━━ Supplied records

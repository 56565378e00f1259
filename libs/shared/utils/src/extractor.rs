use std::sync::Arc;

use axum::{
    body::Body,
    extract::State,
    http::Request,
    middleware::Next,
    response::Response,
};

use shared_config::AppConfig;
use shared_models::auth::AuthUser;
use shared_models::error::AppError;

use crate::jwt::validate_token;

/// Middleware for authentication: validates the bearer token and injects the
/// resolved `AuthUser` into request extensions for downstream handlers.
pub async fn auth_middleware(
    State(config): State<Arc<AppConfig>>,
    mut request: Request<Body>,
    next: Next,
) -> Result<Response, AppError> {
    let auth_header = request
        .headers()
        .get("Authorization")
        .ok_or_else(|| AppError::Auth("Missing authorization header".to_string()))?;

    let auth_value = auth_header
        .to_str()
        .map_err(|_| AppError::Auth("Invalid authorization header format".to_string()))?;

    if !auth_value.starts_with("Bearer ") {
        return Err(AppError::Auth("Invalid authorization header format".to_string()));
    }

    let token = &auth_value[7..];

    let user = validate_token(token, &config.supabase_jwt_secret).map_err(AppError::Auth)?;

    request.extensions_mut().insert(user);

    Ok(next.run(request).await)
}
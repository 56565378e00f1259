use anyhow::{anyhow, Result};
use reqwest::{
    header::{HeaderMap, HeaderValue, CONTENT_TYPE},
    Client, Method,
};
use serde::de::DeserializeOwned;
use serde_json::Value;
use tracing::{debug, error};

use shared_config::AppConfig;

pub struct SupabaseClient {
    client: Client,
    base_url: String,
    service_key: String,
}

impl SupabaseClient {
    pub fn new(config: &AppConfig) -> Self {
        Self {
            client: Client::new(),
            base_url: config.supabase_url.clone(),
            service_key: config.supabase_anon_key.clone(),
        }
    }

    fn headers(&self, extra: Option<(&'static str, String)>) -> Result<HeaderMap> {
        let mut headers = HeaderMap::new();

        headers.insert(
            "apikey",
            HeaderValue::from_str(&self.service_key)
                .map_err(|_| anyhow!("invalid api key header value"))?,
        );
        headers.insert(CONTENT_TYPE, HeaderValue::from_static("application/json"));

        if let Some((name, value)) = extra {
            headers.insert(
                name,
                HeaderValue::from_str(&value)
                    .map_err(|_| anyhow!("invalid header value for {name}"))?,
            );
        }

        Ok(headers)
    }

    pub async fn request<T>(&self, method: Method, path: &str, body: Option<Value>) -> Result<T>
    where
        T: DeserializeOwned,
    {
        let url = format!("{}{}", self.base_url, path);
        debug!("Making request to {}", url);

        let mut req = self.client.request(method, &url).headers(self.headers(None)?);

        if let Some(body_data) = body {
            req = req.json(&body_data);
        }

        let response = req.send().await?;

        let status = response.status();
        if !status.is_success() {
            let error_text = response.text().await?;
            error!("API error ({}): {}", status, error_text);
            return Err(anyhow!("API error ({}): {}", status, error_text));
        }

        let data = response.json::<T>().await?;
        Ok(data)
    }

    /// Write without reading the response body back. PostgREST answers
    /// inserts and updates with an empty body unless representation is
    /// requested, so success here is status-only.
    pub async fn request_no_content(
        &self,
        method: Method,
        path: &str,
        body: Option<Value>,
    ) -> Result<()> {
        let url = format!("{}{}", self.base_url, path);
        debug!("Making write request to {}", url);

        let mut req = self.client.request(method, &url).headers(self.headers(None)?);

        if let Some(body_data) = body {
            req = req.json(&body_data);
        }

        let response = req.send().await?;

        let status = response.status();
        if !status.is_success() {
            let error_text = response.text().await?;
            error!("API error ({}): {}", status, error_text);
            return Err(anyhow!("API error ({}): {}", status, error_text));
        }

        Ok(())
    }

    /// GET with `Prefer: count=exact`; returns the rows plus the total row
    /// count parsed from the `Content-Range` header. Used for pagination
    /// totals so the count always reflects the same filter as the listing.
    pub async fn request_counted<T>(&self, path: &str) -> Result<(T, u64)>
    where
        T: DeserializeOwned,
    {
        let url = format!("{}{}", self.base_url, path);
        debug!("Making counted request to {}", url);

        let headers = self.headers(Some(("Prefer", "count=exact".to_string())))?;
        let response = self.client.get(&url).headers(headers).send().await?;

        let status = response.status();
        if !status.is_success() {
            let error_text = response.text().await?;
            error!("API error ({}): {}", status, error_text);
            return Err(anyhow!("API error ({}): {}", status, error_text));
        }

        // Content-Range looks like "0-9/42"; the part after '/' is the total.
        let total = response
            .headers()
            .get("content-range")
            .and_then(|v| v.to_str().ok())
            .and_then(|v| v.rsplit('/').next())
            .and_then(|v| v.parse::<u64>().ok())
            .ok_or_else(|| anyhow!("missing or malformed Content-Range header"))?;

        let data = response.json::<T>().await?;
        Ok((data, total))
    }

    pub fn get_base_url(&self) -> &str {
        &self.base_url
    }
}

━━━━

Assignment:
What you return must be the lines above that run from the line with "as the listing." to the line with "counted request to", inclusive, each copied exactly.

Expected answer:
    /// totals so the count always reflects the same filter as the listing.
    pub async fn request_counted<T>(&self, path: &str) -> Result<(T, u64)>
    where
        T: DeserializeOwned,
    {
        let url = format!("{}{}", self.base_url, path);
        debug!("Making counted request to {}", url);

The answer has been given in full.